DATA ->
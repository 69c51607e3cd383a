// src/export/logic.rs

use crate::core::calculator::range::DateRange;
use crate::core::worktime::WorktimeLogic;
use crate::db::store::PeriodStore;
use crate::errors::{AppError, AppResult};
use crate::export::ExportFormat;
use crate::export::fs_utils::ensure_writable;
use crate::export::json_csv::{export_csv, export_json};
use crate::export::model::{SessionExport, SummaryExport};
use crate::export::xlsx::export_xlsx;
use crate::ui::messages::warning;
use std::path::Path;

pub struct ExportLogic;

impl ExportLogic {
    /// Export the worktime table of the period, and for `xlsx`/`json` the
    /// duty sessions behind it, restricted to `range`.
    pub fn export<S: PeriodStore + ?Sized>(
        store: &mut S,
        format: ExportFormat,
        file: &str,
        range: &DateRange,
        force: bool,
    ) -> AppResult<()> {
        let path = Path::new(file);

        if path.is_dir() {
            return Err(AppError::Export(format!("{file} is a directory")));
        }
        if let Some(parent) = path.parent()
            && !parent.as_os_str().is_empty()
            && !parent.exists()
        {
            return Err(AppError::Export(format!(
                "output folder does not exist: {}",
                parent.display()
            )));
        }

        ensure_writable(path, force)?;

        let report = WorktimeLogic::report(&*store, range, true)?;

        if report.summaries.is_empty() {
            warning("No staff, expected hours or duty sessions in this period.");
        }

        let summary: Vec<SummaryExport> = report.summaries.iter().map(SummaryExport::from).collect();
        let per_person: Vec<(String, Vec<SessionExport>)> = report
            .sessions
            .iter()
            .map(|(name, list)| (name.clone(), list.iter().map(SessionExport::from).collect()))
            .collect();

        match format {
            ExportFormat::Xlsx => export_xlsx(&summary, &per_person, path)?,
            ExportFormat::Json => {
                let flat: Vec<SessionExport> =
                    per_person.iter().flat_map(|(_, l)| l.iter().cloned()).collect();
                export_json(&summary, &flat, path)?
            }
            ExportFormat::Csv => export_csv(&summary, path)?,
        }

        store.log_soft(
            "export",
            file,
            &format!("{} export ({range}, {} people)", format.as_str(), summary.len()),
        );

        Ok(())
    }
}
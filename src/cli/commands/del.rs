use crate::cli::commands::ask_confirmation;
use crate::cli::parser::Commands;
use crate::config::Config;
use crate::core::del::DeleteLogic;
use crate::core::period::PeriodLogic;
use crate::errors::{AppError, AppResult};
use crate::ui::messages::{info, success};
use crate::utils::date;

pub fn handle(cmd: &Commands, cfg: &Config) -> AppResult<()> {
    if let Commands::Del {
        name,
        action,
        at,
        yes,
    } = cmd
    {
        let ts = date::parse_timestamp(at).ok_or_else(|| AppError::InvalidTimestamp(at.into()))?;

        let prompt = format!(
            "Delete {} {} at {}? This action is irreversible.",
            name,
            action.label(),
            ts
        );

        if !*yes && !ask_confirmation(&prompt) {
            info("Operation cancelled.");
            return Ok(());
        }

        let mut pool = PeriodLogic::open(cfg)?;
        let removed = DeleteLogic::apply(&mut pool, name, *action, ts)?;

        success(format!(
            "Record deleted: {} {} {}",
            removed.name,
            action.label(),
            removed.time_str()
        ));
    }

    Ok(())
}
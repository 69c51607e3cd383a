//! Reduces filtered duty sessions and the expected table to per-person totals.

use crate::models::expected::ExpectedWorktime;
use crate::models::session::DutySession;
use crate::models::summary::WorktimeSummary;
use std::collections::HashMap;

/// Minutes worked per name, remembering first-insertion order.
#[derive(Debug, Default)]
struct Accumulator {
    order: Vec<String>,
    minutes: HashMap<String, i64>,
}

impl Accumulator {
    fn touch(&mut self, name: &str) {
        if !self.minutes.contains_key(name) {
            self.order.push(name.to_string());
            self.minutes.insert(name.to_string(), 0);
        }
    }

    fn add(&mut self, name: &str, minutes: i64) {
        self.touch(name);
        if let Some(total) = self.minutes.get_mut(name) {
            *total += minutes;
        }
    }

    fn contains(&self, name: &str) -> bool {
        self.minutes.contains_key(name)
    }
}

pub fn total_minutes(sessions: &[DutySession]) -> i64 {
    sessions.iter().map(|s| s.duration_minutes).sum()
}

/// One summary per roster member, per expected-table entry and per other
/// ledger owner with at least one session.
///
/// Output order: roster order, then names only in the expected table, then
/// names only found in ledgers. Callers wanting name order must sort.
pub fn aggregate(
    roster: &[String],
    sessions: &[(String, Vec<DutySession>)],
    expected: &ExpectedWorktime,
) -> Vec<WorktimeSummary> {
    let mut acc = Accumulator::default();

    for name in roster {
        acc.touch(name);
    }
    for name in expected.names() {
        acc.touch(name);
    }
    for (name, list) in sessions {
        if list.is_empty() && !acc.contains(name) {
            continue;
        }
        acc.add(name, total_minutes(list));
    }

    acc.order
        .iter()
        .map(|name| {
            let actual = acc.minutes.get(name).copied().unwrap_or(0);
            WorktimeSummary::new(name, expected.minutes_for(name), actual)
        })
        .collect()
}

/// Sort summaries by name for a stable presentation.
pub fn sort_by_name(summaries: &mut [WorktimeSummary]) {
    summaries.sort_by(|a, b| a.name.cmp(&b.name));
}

AIM OF THE TASK -> Report the lines above that have the word "WorktimeLogic" in them.

EXERCISE RESULT ->
use crate::core::worktime::WorktimeLogic;
        let report = WorktimeLogic::report(&*store, range, true)?;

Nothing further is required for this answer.